Singaporean poet and writer

Joshua Ip (born 1982) is a Singaporean poet, and writer.

==Education==
Joshua Ip attended Anglo-Chinese School (Independent) and Raffles Junior College before completing a degree in Creative Writing at the University of Pennsylvania. He was mentored by Lee Tzu Pheng and Heng Siok Tian.

==Works==
Ip has published four volumes of poetry with Math Paper Press and edited nine anthologies. His first collection, "sonnets from the singlish" (Math Paper Press, 2013) co-won the Singapore Literature Prize in 2014. The collection has been referred to in The Straits Times as "a playful subversion of the form's rhythm and rhymes". Ip's work in "sonnets from the singlish" has been described as building "a distinctly contemporary Singapore slant through the formalism of his verse", and "[his] greatest strength lies in crafting these absurd scenarios, which vividly and concisely capture the gist of his philosophising." Ip's focus on formal poetry has been compared to the "freeer approach to the writing of poetry of Singapore's first generation of postcolonial poets." Of his latest collection, "footnotes on falling", Rain Taxi wrote that "Ip's work binds together the morbid curiosity of our sourest livelihoods and the relief of wordplay", and The Straits Times described the collection as "poems that work as puzzles to be decoded.".

Ip is a often-cited editor of contemporary Singapore poetry anthologies, having co-edited with Christine Chia the collection "A Luxury We Cannot Afford", a response to the 1969 pronouncement by then-PM of Singapore Lee Kuan Yew that "poetry is a luxury we cannot afford."The collection brings together "a rich variety of poems by both established figures and newly emergent voices", and "endeavors to imagine and create spaces for literature in Singapore.". More recent anthologies include "Unfree Verse" (2015), the first collection of Singaporean formal poetry spanning 80 years of history, which "represents an unprecedented attempt to plug the gap where Singaporean formal poetry is concerned", and "Call and Response"(2019), reviewed in The Straits Times as "[taking] Singapore's burgeoning migrant worker poetry scene a step further by pairing works by more than 30 migrants, the bulk of them low-wage transient workers, with poems written in response by locals." The Journal of Commonwealth Literature notes that "he has emerged as a prolific contributor to the genre... [having] either individual collections or edited volumes each year."

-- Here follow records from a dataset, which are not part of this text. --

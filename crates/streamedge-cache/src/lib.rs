//! In-memory pattern cache: keyed table plus three sorted
//! indexes, TTL eviction and an optional memory ceiling. The second-level,
//! TTL-keyed response micro-cache that sits in front of `scan()` lives in
//! `streamedge-query`, which reads [`PatternCache::generation`] to decide when its
//! own cached answers are stale rather than being told about every insert directly.

use std::collections::BTreeSet;
use std::sync::LazyLock;
use std::sync::atomic::{AtomicU64, Ordering};

use chrono::Utc;
use dashmap::DashMap;
use parking_lot::RwLock;
use prometheus::{IntGauge, register_int_gauge};
use streamedge_types::event::Tier;
use streamedge_types::pattern::{confidence_key, epoch_key};
use streamedge_types::{CachedPattern, Event};

static CACHE_SIZE: LazyLock<IntGauge> = LazyLock::new(|| {
    register_int_gauge!("streamedge_pattern_cache_size", "Number of cached patterns")
        .expect("metric registration never fails twice for the same name")
});

static CACHE_EVICTIONS: LazyLock<IntGauge> = LazyLock::new(|| {
    register_int_gauge!(
        "streamedge_pattern_cache_evictions_total",
        "Patterns evicted by TTL sweep or memory ceiling"
    )
    .expect("metric registration never fails twice for the same name")
});

type ConfidenceKey = (u32, String);
type DetectedAtKey = (i64, String);
type SymbolTimeKey = (String, i64, String);

#[derive(Debug, Clone, Copy, PartialEq, Eq, Hash)]
pub enum SortBy {
    Confidence,
    DetectedAt,
    Symbol,
}

#[derive(Debug, Clone, Copy, PartialEq, Eq, Hash)]
pub enum SortDir {
    Asc,
    Desc,
}

#[derive(Debug, Default, Clone)]
pub struct ScanFilter {
    pub symbols: Option<Vec<String>>,
    pub tiers: Option<Vec<Tier>>,
    pub pattern_names: Option<Vec<String>>,
    pub min_confidence: Option<f64>,
}

impl ScanFilter {
    fn admits(&self, pattern: &CachedPattern) -> bool {
        if let Some(symbols) = &self.symbols {
            if !symbols.iter().any(|s| s == &pattern.symbol) {
                return false;
            }
        }
        if let Some(tiers) = &self.tiers {
            if !tiers.contains(&pattern.tier) {
                return false;
            }
        }
        if let Some(names) = &self.pattern_names {
            if !names.iter().any(|n| n == &pattern.pattern_name) {
                return false;
            }
        }
        if let Some(min_confidence) = self.min_confidence {
            // inclusive bound: confidence == min_confidence matches
            if pattern.confidence < min_confidence {
                return false;
            }
        }
        true
    }
}

pub struct ScanOutcome {
    pub items: Vec<CachedPattern>,
    pub total: usize,
    pub took_ms: u64,
}

#[derive(Debug, Clone, Default)]
pub struct CacheStats {
    pub count: usize,
    pub memory_estimate_bytes: usize,
}

struct Indexes {
    by_confidence: RwLock<BTreeSet<ConfidenceKey>>,
    by_detected_at: RwLock<BTreeSet<DetectedAtKey>>,
    by_symbol_time: RwLock<BTreeSet<SymbolTimeKey>>,
}

impl Indexes {
    fn new() -> Self {
        Self {
            by_confidence: RwLock::new(BTreeSet::new()),
            by_detected_at: RwLock::new(BTreeSet::new()),
            by_symbol_time: RwLock::new(BTreeSet::new()),
        }
    }

    fn insert(&self, pattern: &CachedPattern) {
        self.by_confidence
            .write()
            .insert((confidence_key(pattern.confidence), pattern.id.clone()));
        self.by_detected_at
            .write()
            .insert((epoch_key(pattern.detected_at), pattern.id.clone()));
        self.by_symbol_time.write().insert((
            pattern.symbol.clone(),
            epoch_key(pattern.detected_at),
            pattern.id.clone(),
        ));
    }

    fn remove(&self, pattern: &CachedPattern) {
        self.by_confidence
            .write()
            .remove(&(confidence_key(pattern.confidence), pattern.id.clone()));
        self.by_detected_at
            .write()
            .remove(&(epoch_key(pattern.detected_at), pattern.id.clone()));
        self.by_symbol_time.write().remove(&(
            pattern.symbol.clone(),
            epoch_key(pattern.detected_at),
            pattern.id.clone(),
        ));
    }
}

pub struct PatternCache {
    patterns: DashMap<String, CachedPattern>,
    indexes: Indexes,
    generation: AtomicU64,
    default_ttl_sec: i64,
    max_entries: usize,
}

impl PatternCache {
    pub fn new(default_ttl_sec: i64, max_entries: usize) -> Self {
        Self {
            patterns: DashMap::new(),
            indexes: Indexes::new(),
            generation: AtomicU64::new(0),
            default_ttl_sec,
            max_entries,
        }
    }

    pub fn generation(&self) -> u64 {
        self.generation.load(Ordering::Acquire)
    }

    fn bump_generation(&self) {
        self.generation.fetch_add(1, Ordering::AcqRel);
    }

    /// Idempotent insert: `insert(p); insert(p)` leaves the table and every derived
    /// index indistinguishable from a single insert (property law 1).
    pub fn insert(&self, pattern: CachedPattern) {
        if let Some(existing) = self.patterns.get(&pattern.id) {
            self.indexes.remove(&existing);
        }
        self.indexes.insert(&pattern);
        self.patterns.insert(pattern.id.clone(), pattern);
        CACHE_SIZE.set(self.patterns.len() as i64);
        self.bump_generation();
        self.enforce_memory_ceiling();
    }

    pub fn insert_event(&self, event: &Event) -> Option<()> {
        let pattern = CachedPattern::from_event(event, self.default_ttl_sec)?;
        self.insert(pattern);
        Some(())
    }

    pub fn remove(&self, id: &str) -> Option<CachedPattern> {
        let removed = self.patterns.remove(id).map(|(_, p)| p);
        if let Some(pattern) = &removed {
            self.indexes.remove(pattern);
            CACHE_SIZE.set(self.patterns.len() as i64);
            self.bump_generation();
        }
        removed
    }

    pub fn get(&self, id: &str) -> Option<CachedPattern> {
        self.patterns.get(id).map(|r| r.value().clone())
    }

    pub fn clear_all(&self) {
        self.patterns.clear();
        *self.indexes.by_confidence.write() = BTreeSet::new();
        *self.indexes.by_detected_at.write() = BTreeSet::new();
        *self.indexes.by_symbol_time.write() = BTreeSet::new();
        CACHE_SIZE.set(0);
        self.bump_generation();
    }

    /// Periodic sweep evicting entries past `expires_at`. Index removal happens in
    /// the same pass as the table removal so no index ever points at a dead id.
    pub fn sweep_expired(&self) -> usize {
        let now = Utc::now();
        let expired: Vec<String> = self
            .patterns
            .iter()
            .filter(|entry| entry.value().is_expired(now))
            .map(|entry| entry.key().clone())
            .collect();
        for id in &expired {
            self.remove(id);
        }
        if !expired.is_empty() {
            CACHE_EVICTIONS.inc_by(expired.len() as u64);
            tracing::debug!(count = expired.len(), "swept expired cache entries");
        }
        expired.len()
    }

    /// When over `max_entries`, evicts the oldest-by-`detected_at` entries first.
    fn enforce_memory_ceiling(&self) {
        if self.max_entries == 0 {
            return;
        }
        while self.patterns.len() > self.max_entries {
            let oldest = self.indexes.by_detected_at.read().iter().next().cloned();
            match oldest {
                Some((_, id)) => {
                    self.remove(&id);
                    CACHE_EVICTIONS.inc();
                }
                None => break,
            }
        }
    }

    pub fn stats(&self) -> CacheStats {
        let count = self.patterns.len();
        CacheStats {
            count,
            // a rough per-entry estimate; exact accounting isn't worth the bookkeeping
            // at the cache sizes this pipeline targets.
            memory_estimate_bytes: count * 512,
        }
    }

    pub fn scan(
        &self,
        filter: &ScanFilter,
        sort_by: SortBy,
        sort_dir: SortDir,
        page: usize,
        per_page: usize,
    ) -> ScanOutcome {
        self.scan_with_deadline(filter, sort_by, sort_dir, page, per_page, None)
            .expect("scan without a deadline never times out")
    }

    /// As [`PatternCache::scan`], but aborts with `Err(())` if `deadline` elapses
    /// before the walk completes. Checked every 256 candidates rather than per
    /// candidate, since the clock read itself has a cost. The walk executes
    /// synchronously on the caller's thread and cannot be preempted externally.
    pub fn scan_with_deadline(
        &self,
        filter: &ScanFilter,
        sort_by: SortBy,
        sort_dir: SortDir,
        page: usize,
        per_page: usize,
        deadline: Option<(std::time::Instant, std::time::Duration)>,
    ) -> Result<ScanOutcome, ()> {
        const DEADLINE_CHECK_STRIDE: usize = 256;
        let started = std::time::Instant::now();
        let ids_in_order = self.ordered_ids(sort_by, sort_dir);

        let mut total = 0usize;
        let mut items = Vec::with_capacity(per_page.min(256));
        let skip = (page - 1) * per_page;
        let mut seen = 0usize;
        for (walked, id) in ids_in_order.into_iter().enumerate() {
            if let Some((start, budget)) = deadline {
                if walked % DEADLINE_CHECK_STRIDE == 0 && start.elapsed() > budget {
                    return Err(());
                }
            }
            let Some(pattern) = self.patterns.get(&id).map(|r| r.value().clone()) else {
                continue;
            };
            if !filter.admits(&pattern) {
                continue;
            }
            total += 1;
            if seen >= skip && items.len() < per_page {
                items.push(pattern);
            }
            seen += 1;
        }

        Ok(ScanOutcome {
            items,
            total,
            took_ms: started.elapsed().as_millis() as u64,
        })
    }

    fn ordered_ids(&self, sort_by: SortBy, sort_dir: SortDir) -> Vec<String> {
        match sort_by {
            SortBy::Confidence => {
                let set = self.indexes.by_confidence.read();
                collect_ids(set.iter(), sort_dir, |(_, id)| id.clone())
            }
            SortBy::DetectedAt => {
                let set = self.indexes.by_detected_at.read();
                collect_ids(set.iter(), sort_dir, |(_, id)| id.clone())
            }
            SortBy::Symbol => {
                let set = self.indexes.by_symbol_time.read();
                collect_ids(set.iter(), sort_dir, |(_, _, id)| id.clone())
            }
        }
    }
}

fn collect_ids<'a, T: 'a>(
    iter: impl DoubleEndedIterator<Item = &'a T>,
    dir: SortDir,
    extract: impl Fn(&T) -> String,
) -> Vec<String> {
    match dir {
        SortDir::Asc => iter.map(extract).collect(),
        SortDir::Desc => iter.rev().map(extract).collect(),
    }
}

/// Spawns the single background task that sweeps expired entries out of the cache.
pub fn spawn_ttl_sweeper(
    cache: std::sync::Arc<PatternCache>,
    interval: std::time::Duration,
) -> tokio::task::JoinHandle<()> {
    tokio::spawn(async move {
        let mut ticker = tokio::time::interval(interval);
        loop {
            ticker.tick().await;
            cache.sweep_expired();
        }
    })
}

#[cfg(test)]
mod tests {
    use super::*;
    use chrono::{Duration, TimeZone, Utc};

    fn pattern(id: &str, symbol: &str, name: &str, confidence: f64, detected_at_ms: i64) -> CachedPattern {
        CachedPattern {
            id: id.into(),
            symbol: symbol.into(),
            pattern_name: name.into(),
            tier: Tier::Daily,
            confidence,
            detected_at: Utc.timestamp_millis_opt(detected_at_ms).unwrap(),
            expires_at: Utc.timestamp_millis_opt(detected_at_ms).unwrap() + Duration::hours(1),
            raw: Default::default(),
        }
    }

    #[test]
    fn insert_and_range_scan() {
        let cache = PatternCache::new(3600, 0);
        cache.insert(pattern("p1", "AAPL", "Doji", 0.90, 1000));
        cache.insert(pattern("p2", "MSFT", "Hammer", 0.70, 1100));
        cache.insert(pattern("p3", "AAPL", "Doji", 0.82, 1200));

        let outcome = cache.scan(
            &ScanFilter {
                min_confidence: Some(0.8),
                ..Default::default()
            },
            SortBy::Confidence,
            SortDir::Desc,
            1,
            10,
        );

        assert_eq!(outcome.total, 2);
        let ids: Vec<&str> = outcome.items.iter().map(|p| p.id.as_str()).collect();
        assert_eq!(ids, vec!["p1", "p3"]);
    }

    #[test]
    fn idempotent_insert_leaves_single_entry_in_every_index() {
        let cache = PatternCache::new(3600, 0);
        let p = pattern("p1", "AAPL", "Doji", 0.9, 1000);
        cache.insert(p.clone());
        cache.insert(p.clone());

        assert_eq!(cache.stats().count, 1);
        assert_eq!(cache.indexes.by_confidence.read().len(), 1);
        assert_eq!(cache.indexes.by_detected_at.read().len(), 1);
        assert_eq!(cache.indexes.by_symbol_time.read().len(), 1);
    }

    #[test]
    fn reinsert_with_changed_confidence_updates_index_in_place() {
        let cache = PatternCache::new(3600, 0);
        cache.insert(pattern("p1", "AAPL", "Doji", 0.5, 1000));
        cache.insert(pattern("p1", "AAPL", "Doji", 0.95, 1000));

        let outcome = cache.scan(&ScanFilter::default(), SortBy::Confidence, SortDir::Desc, 1, 10);
        assert_eq!(outcome.items.len(), 1);
        assert_eq!(outcome.items[0].confidence, 0.95);
        assert_eq!(cache.indexes.by_confidence.read().len(), 1);
    }

    #[test]
    fn expired_entries_are_absent_from_all_indexes_after_sweep() {
        let cache = PatternCache::new(3600, 0);
        let mut p = pattern("p1", "AAPL", "Doji", 0.9, 1000);
        p.expires_at = Utc::now() - Duration::seconds(1);
        cache.insert(p);

        let swept = cache.sweep_expired();
        assert_eq!(swept, 1);
        assert!(cache.get("p1").is_none());
        assert!(cache.indexes.by_confidence.read().is_empty());
        assert!(cache.indexes.by_detected_at.read().is_empty());
        assert!(cache.indexes.by_symbol_time.read().is_empty());
    }

    #[test]
    fn memory_ceiling_evicts_oldest_by_detected_at() {
        let cache = PatternCache::new(3600, 2);
        cache.insert(pattern("p1", "AAPL", "Doji", 0.9, 1000));
        cache.insert(pattern("p2", "MSFT", "Hammer", 0.8, 2000));
        cache.insert(pattern("p3", "NVDA", "Doji", 0.7, 3000));

        assert_eq!(cache.stats().count, 2);
        assert!(cache.get("p1").is_none());
        assert!(cache.get("p2").is_some());
        assert!(cache.get("p3").is_some());
    }

    #[test]
    fn per_page_boundary_returns_empty_page_past_total() {
        let cache = PatternCache::new(3600, 0);
        cache.insert(pattern("p1", "AAPL", "Doji", 0.9, 1000));

        let outcome = cache.scan(&ScanFilter::default(), SortBy::DetectedAt, SortDir::Asc, 2, 10);
        assert_eq!(outcome.total, 1);
        assert!(outcome.items.is_empty());
    }
}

Ip won the Golden Point Award for Prose in 2013 for his short story, "The Man Who Turned Into a Photocopier", and was first runner-up for Poetry in 2011. He was selected as one of the National Arts Council's "New Voices of Singapore" in 2014. He was the recipient of the Young Artist Award in 2017.

==Literary activities==
Ip founded the inaugural Singapore Poetry Writing Month in April 2014, a movement which gathered poets online to write a poem a day for 30 days. Recent editions reached an audience of 6,000 and included physical events such as MRT-based poetry readings and performance-poetry-professional-wrestling hybrid performances. He co-founded Sing Lit Station, a literary non-profit that was awarded a National Arts Council seed grant to develop writing in Singapore through literary bootcamps and workshops.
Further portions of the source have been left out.